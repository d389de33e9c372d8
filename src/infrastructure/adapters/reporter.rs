//! 콘솔 리포터 포트 구현 어댑터.

use std::io::{self, Write};

use crate::application::ports::Reporter;

/// 결과는 stdout, 오류는 stderr로 보내는 콘솔 리포터.
#[derive(Default)]
pub struct ConsoleReporter;

impl Reporter for ConsoleReporter {
    fn raw(&self, line: &str) {
        // 파이프가 먼저 닫혀도(`| head`) 패닉하지 않도록 쓰기 오류는 무시한다.
        let mut out = io::stdout().lock();
        let _ = writeln!(out, "{line}");
    }

    fn error(&self, message: &str) {
        let mut err = io::stderr().lock();
        let _ = writeln!(err, "error: {message}");
    }
}
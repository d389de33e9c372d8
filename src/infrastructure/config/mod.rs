//! 연결 설정(JSON) 로딩/병합 모듈.
//! 여러 경로의 설정을 우선순위대로 병합하고, 실행 진단용 정보를 함께 제공한다.

mod inspection;
mod loader;
mod resolve;

use anyhow::Result;

pub use crate::application::config::{Config, ConnectionArgs, ConnectionSettings, DefaultsConfig};
pub use inspection::{ConfigInspection, EffectiveDefaults};
pub use loader::config_paths;
pub use resolve::{PasswordResolution, resolve_connection, resolve_password};

/// 병합된 최종 설정을 로딩한다.
pub fn load() -> Result<Config> {
    Ok(loader::load_merged_config()?.config)
}

/// 디버깅/진단용 설정 정보를 구성한다.
pub fn inspect() -> Result<ConfigInspection> {
    let loaded = loader::load_merged_config()?;
    Ok(ConfigInspection::from_loaded(loaded))
}

/// 설정 진단 결과를 사람이 읽기 쉬운 JSON으로 반환한다.
pub fn inspect_pretty_json() -> Result<String> {
    Ok(serde_json::to_string_pretty(&inspect()?)?)
}
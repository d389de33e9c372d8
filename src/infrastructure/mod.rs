//! Infrastructure layer
//! 외부 시스템(CIM 서버/파일시스템/콘솔)과 직접 통신하는 구현체 집합.

pub mod adapters;
pub mod config;
pub mod render;
pub mod wbem;
//! Shape of the JSON log lines emitted with `--json`.

use assert_cmd::prelude::*;
use std::process::Command;

#[test]
fn json_log_lines_carry_the_expected_fields() {
    let out = Command::cargo_bin("soilmon")
        .unwrap()
        .arg("--json")
        .arg("--log-level")
        .arg("info")
        .arg("self-check")
        .assert()
        .success()
        .get_output()
        .stdout
        .clone();

    let stdout = String::from_utf8_lossy(&out);
    let mut seen = 0;
    for line in stdout.lines().filter(|l| l.starts_with('{')) {
        let v: serde_json::Value = serde_json::from_str(line).expect("valid JSON log line");
        assert!(v.get("timestamp").and_then(|x| x.as_str()).is_some());
        assert!(v.get("level").and_then(|x| x.as_str()).is_some());
        assert!(v.get("target").and_then(|x| x.as_str()).is_some());
        assert!(
            v.get("fields")
                .and_then(|f| f.get("message"))
                .and_then(|x| x.as_str())
                .is_some(),
            "log line without a message: {line}"
        );
        seen += 1;
    }
    assert!(seen > 0, "no JSON log lines found; stdout was: {stdout}");
}

#[test]
fn pretty_mode_does_not_emit_json() {
    let out = Command::cargo_bin("soilmon")
        .unwrap()
        .arg("--log-level")
        .arg("error")
        .arg("self-check")
        .assert()
        .success()
        .get_output()
        .stdout
        .clone();

    let stdout = String::from_utf8_lossy(&out);
    assert!(stdout.lines().all(|l| !l.starts_with('{')));
    assert!(stdout.contains("self-check passed"));
}
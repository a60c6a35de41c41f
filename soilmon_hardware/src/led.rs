//! RGB status LED renderer.
//!
//! [`GpioRgbLed`] owns a small render thread that drives the three LED
//! channels with software PWM, so blink patterns keep animating while the
//! controller is busy elsewhere. `show` only swaps the active pattern.

use std::thread;
use std::time::Duration;

use crossbeam_channel::{Receiver, Sender, bounded};
use rppal::gpio::{Gpio, OutputPin};
use soilmon_traits::{Indicator, IndicatorState};

use crate::error::{HwError, Result};

type Color = (u8, u8, u8);

const OFF: Color = (0, 0, 0);
const RED: Color = (255, 0, 0);
const GREEN: Color = (0, 255, 0);
const BLUE: Color = (0, 0, 255);

#[derive(Debug, Clone, Copy)]
enum Pattern {
    Solid(Color),
    /// Alternate the two colors, `half_period` per side.
    Blink(Color, Color, Duration),
}

fn pattern_for(state: IndicatorState) -> Pattern {
    let slow = Duration::from_millis(500);
    let fast = Duration::from_millis(100);
    match state {
        IndicatorState::Idle => Pattern::Solid(OFF),
        IndicatorState::Connecting => Pattern::Blink(BLUE, OFF, slow),
        IndicatorState::Ready => Pattern::Blink(GREEN, OFF, Duration::from_millis(200)),
        IndicatorState::Measuring => Pattern::Blink(RED, GREEN, slow),
        IndicatorState::AwaitDryPress => Pattern::Blink(RED, OFF, Duration::from_millis(200)),
        IndicatorState::CalibratingDry => Pattern::Solid(RED),
        IndicatorState::AwaitWetPress => Pattern::Blink(GREEN, OFF, Duration::from_millis(200)),
        IndicatorState::CalibratingWet => Pattern::Solid(GREEN),
        IndicatorState::Moisture { percent } => {
            // 0% dry = red through 100% wet = green.
            let green = u16::from(percent) * 255 / 100;
            Pattern::Solid(((255 - green) as u8, green as u8, 0))
        }
        IndicatorState::UserError => Pattern::Blink(RED, BLUE, fast),
        IndicatorState::FatalError => Pattern::Blink(RED, OFF, fast),
    }
}

struct Renderer {
    r: OutputPin,
    g: OutputPin,
    b: OutputPin,
    rx: Receiver<Pattern>,
}

impl Renderer {
    fn apply(&mut self, color: Color) {
        for (pin, value) in [
            (&mut self.r, color.0),
            (&mut self.g, color.1),
            (&mut self.b, color.2),
        ] {
            let duty = f64::from(value) / 255.0;
            if let Err(e) = pin.set_pwm_frequency(200.0, duty) {
                tracing::warn!(error = %e, "led pwm update failed");
            }
        }
    }

    fn run(mut self) {
        let mut pattern = Pattern::Solid(OFF);
        let mut phase = false;
        loop {
            let (color, wait) = match pattern {
                Pattern::Solid(c) => (c, Duration::from_secs(3600)),
                Pattern::Blink(a, b, half) => (if phase { b } else { a }, half),
            };
            self.apply(color);
            match self.rx.recv_timeout(wait) {
                Ok(next) => {
                    pattern = next;
                    phase = false;
                }
                Err(crossbeam_channel::RecvTimeoutError::Timeout) => phase = !phase,
                Err(crossbeam_channel::RecvTimeoutError::Disconnected) => {
                    self.apply(OFF);
                    return;
                }
            }
        }
    }
}

/// Status LED on three GPIO pins (common-cathode RGB).
pub struct GpioRgbLed {
    tx: Sender<Pattern>,
}

impl GpioRgbLed {
    pub fn new(red_pin: u8, green_pin: u8, blue_pin: u8) -> Result<Self> {
        let gpio = Gpio::new().map_err(|e| HwError::Gpio(e.to_string()))?;
        let get = |pin: u8| -> Result<OutputPin> {
            Ok(gpio
                .get(pin)
                .map_err(|e| HwError::Gpio(e.to_string()))?
                .into_output_low())
        };
        let (tx, rx) = bounded(4);
        let renderer = Renderer {
            r: get(red_pin)?,
            g: get(green_pin)?,
            b: get(blue_pin)?,
            rx,
        };
        thread::spawn(move || renderer.run());
        Ok(Self { tx })
    }
}

impl Indicator for GpioRgbLed {
    fn show(&mut self, state: IndicatorState) {
        if self.tx.send(pattern_for(state)).is_err() {
            tracing::warn!("led render thread is gone");
        }
    }
}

+ + + + +

Using the records above, gather all lines where the string "OutputPin" is present.

- **Result of the exercise**
use rppal::gpio::{Gpio, OutputPin};
    r: OutputPin,
    g: OutputPin,
    b: OutputPin,
        let get = |pin: u8| -> Result<OutputPin> {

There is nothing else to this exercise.